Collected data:
+---+

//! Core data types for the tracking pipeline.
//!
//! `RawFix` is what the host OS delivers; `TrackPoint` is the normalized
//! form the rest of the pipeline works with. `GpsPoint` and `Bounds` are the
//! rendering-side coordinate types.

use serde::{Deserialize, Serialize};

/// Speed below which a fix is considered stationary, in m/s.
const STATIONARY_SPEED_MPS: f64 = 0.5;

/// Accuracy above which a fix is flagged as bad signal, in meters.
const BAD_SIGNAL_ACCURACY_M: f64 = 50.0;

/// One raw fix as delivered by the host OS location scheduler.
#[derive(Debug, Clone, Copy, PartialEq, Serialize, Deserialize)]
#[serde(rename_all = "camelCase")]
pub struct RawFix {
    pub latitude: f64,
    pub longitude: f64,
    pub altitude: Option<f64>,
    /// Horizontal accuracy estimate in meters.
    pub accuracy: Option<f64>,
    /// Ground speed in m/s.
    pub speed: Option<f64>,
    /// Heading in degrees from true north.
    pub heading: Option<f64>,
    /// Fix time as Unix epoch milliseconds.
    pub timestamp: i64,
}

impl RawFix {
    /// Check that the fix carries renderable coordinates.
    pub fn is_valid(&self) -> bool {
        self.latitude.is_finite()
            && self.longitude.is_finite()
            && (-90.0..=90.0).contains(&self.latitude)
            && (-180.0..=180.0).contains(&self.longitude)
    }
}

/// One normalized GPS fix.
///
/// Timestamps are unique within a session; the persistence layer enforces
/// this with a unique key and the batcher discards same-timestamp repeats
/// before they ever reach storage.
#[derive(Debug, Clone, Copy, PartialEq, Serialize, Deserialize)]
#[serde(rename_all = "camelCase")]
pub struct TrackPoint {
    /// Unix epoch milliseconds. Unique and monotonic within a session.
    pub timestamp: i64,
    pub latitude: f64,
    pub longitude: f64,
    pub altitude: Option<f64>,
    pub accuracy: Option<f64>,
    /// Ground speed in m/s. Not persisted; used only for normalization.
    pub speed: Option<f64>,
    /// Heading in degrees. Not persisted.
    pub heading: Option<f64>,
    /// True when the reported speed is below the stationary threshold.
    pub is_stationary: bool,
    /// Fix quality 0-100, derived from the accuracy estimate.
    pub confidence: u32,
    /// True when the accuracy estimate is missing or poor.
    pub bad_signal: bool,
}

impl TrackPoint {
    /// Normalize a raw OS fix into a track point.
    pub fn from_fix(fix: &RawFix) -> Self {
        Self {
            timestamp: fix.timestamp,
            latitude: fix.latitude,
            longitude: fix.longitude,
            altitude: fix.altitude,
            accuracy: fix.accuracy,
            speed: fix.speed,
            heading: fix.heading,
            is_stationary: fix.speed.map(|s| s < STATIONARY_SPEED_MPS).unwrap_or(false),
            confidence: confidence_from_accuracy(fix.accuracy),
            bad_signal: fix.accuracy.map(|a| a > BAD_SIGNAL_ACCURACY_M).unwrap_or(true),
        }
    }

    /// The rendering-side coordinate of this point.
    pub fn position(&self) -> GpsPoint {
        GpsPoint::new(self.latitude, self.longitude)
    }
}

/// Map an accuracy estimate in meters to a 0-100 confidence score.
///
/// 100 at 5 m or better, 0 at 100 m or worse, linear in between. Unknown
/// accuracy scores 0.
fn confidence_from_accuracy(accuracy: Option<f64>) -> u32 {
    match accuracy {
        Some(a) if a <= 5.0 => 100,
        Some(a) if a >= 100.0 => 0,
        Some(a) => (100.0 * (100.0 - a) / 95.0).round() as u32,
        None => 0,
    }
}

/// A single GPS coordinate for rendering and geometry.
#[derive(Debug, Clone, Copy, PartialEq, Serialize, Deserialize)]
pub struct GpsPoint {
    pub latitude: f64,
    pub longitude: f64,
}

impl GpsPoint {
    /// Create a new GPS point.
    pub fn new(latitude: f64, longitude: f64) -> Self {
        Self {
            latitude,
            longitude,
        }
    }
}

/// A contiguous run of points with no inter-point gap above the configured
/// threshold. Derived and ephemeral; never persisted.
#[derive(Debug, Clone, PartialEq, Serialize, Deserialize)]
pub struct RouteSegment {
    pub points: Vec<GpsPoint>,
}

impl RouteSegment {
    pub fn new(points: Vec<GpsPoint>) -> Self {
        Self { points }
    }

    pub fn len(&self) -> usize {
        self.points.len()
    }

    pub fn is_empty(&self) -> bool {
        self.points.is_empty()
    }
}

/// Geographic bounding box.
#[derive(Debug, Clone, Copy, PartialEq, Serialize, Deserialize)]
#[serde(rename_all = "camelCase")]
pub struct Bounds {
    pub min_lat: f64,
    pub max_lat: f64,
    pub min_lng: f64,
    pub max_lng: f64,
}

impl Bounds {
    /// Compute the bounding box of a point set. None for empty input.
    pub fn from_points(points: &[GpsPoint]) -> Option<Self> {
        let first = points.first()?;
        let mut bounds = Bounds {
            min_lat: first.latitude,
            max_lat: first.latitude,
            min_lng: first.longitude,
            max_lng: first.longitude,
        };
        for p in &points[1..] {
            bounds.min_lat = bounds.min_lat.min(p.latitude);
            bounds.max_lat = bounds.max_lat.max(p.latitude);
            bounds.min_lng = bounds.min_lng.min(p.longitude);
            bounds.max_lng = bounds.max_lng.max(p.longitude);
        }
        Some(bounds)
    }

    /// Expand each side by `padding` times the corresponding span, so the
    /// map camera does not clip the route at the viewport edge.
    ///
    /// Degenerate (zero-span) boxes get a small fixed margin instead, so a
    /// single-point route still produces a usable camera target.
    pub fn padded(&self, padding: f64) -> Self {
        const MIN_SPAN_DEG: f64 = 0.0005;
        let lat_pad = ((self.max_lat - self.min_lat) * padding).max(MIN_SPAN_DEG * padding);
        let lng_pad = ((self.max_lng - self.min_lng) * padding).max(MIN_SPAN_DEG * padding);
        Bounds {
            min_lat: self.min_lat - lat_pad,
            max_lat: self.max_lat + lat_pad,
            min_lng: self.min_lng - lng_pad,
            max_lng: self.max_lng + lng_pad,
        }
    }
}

+---+

* **Task requirements**: Among the lines above, find those with the word "TrackPoint" and list them.

* **Written solution**:
//! `RawFix` is what the host OS delivers; `TrackPoint` is the normalized
pub struct TrackPoint {
impl TrackPoint {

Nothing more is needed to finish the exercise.